Tuesday, April 30, 2013

Reality, Hope, Strength and the Mayor

AP here:
Wednesday May 1st is Tonka's surgery. His allergies have been bothering him and so his breathing has been very congested when he is sleeping. With surgery so close I took him to see one of his Doctors just to make sure we were not going to have any issues. His lungs are still clear and it all seems to be just nasal at this point and rather than put him on an antibiotic and upset his stomach we are just keeping an eye on him. I discussed his upcoming surgery with the Doctor who I like and respect very much and he was already familiar with some of the details. I have been holding up pretty well about all of this, but when we talked about the possibility of finding that it definitely is cancer and there is nothing that can be done I did have to catch myself. I have already heard that once but it was the phrase "there are worse things than dying" that hit me hard. The reality of the possibility sort of struck home at that point.
I am not going into this blind but rather with all the hope and emotional strength I can muster. Since this is starting as exploratory surgery there are several scenarios all with options that lay before us. Unfortunately there is no way to be 100% sure about any of them until they see what this mass actually is and what it has attached to. Once the surgeon knows what we are dealing with then we choose what to do. The control freak in me is not doing well with that as I like to know, plan and be prepared but I absolutely cannot prepare for the possibility that he will not come home again - I just can't. The comment "the odds are not in our favor" also stopped my heart for a few beats but if you follow this blog you know we beat odds all the time. Tonka is the master of beating odds and making his own rules about all things medical. I am trying to push all the bad thoughts aside and hoping and praying for the best possible scenario of just a strange little mass that comes out easy and he has a quick and full recovery. Tonka is my heart, he is a once in a lifetime sort of dog and I have learned so much from him and I am sure there will be a lesson for us in this little detour of our journey.
 
We went for a roll the other morning and there were 4 or 5 crews of workers replacing gas lines to house up and down our street. There is a small group that jokingly calls Tonka the Mayor of our city as he is so well known and stops to visit everyone we encounter wherever we go. I actually had a van stop one time, people got out, swarmed around him, called him by name, petted him and then piled back in and drove off and I still have no clue who they were. So as the mayor was rolling down the street the crews were stopping and coming to pet him, take pictures and ask questions. He was so happy to have so many people to "see"and was literally prancing in his wheels. He was really thrilled to meet Mr. Jerry who got down to his level and talked to him and gave him a lots of attention. It's really what makes him happy - to get out and about in the world and see to his constituents (whether they be adults, kids or animals) - my boy the Mayor.......

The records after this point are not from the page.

// Derived views over the authoritative list
use crate::model::event::Event;
use serde::{Deserialize, Serialize};

#[derive(Debug, Clone, Copy, PartialEq, Eq, Default, Serialize, Deserialize)]
#[serde(rename_all = "snake_case")]
pub enum SortBy {
    #[default]
    ByDate,
    ByPriority,
}

impl SortBy {
    pub fn toggle(self) -> Self {
        match self {
            SortBy::ByDate => SortBy::ByPriority,
            SortBy::ByPriority => SortBy::ByDate,
        }
    }

    pub fn label(self) -> &'static str {
        match self {
            SortBy::ByDate => "Date",
            SortBy::ByPriority => "Priority",
        }
    }
}

/// Returns the events ordered by `by` without touching the input.
///
/// - `ByDate`: ascending start, events without a start first.
/// - `ByPriority`: High before Medium before Low.
///
/// Both orderings are stable, so ties keep their list order.
pub fn sorted_view(events: &[Event], by: SortBy) -> Vec<&Event> {
    let mut view: Vec<&Event> = events.iter().collect();
    match by {
        SortBy::ByDate => view.sort_by_key(|e| e.start_millis()),
        SortBy::ByPriority => view.sort_by(|a, b| b.priority.cmp(&a.priority)),
    }
    view
}

/// Same ordering as `sorted_view`, as indices into `events`.
pub fn sorted_indices(events: &[Event], by: SortBy) -> Vec<usize> {
    let mut indices: Vec<usize> = (0..events.len()).collect();
    match by {
        SortBy::ByDate => indices.sort_by_key(|&i| events[i].start_millis()),
        SortBy::ByPriority => indices.sort_by(|&a, &b| events[b].priority.cmp(&events[a].priority)),
    }
    indices
}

Stopping to shake paws with his peeps.

5 comments:

Anonymous said...

ALICE .. i have no doubt that Tonka will be coming home .. honest .. i truly feel that this is going to be nothing.. i am praying for you both .. i know the anxiety is horrible.. but no doubt .. HE WILL COME HOME !

HUGS,
Pat & Butterecup

The ZooCrew and Peeps said...

He has all the love and prayers to beat whatever is going on. This is Tonka's Journey, it's how he rolls!
We all ❤you.

Anonymous said...

You both are in my heart and prayers. ((( hugs)))

liparifam said...

I had a scare with my twelve year old GSP Josey the other day; she had a lime-sized growth in her lower abdomen that the Vet seemed almost positive was a mammary tumor, and from the size and the quick growth, we felt certain it was malignant. Well, I was a wreck, and by the time he did the surgery to remove it, I had come to terms with the fact that I always knew the day would come when she would go, and I guessed this was it, and hopefully she would have a few more months. Well, guess what? The "tumor" was fatty tissue that had slipped through a hernia, got "strangled", and died! The Vet was astonished. Josey recovered nicely, and I expect her to be around a long time. You just never know... Keeping the good thoughts for you ad Tonka :)

Tina said...

Sending love and healing thoughts to you both.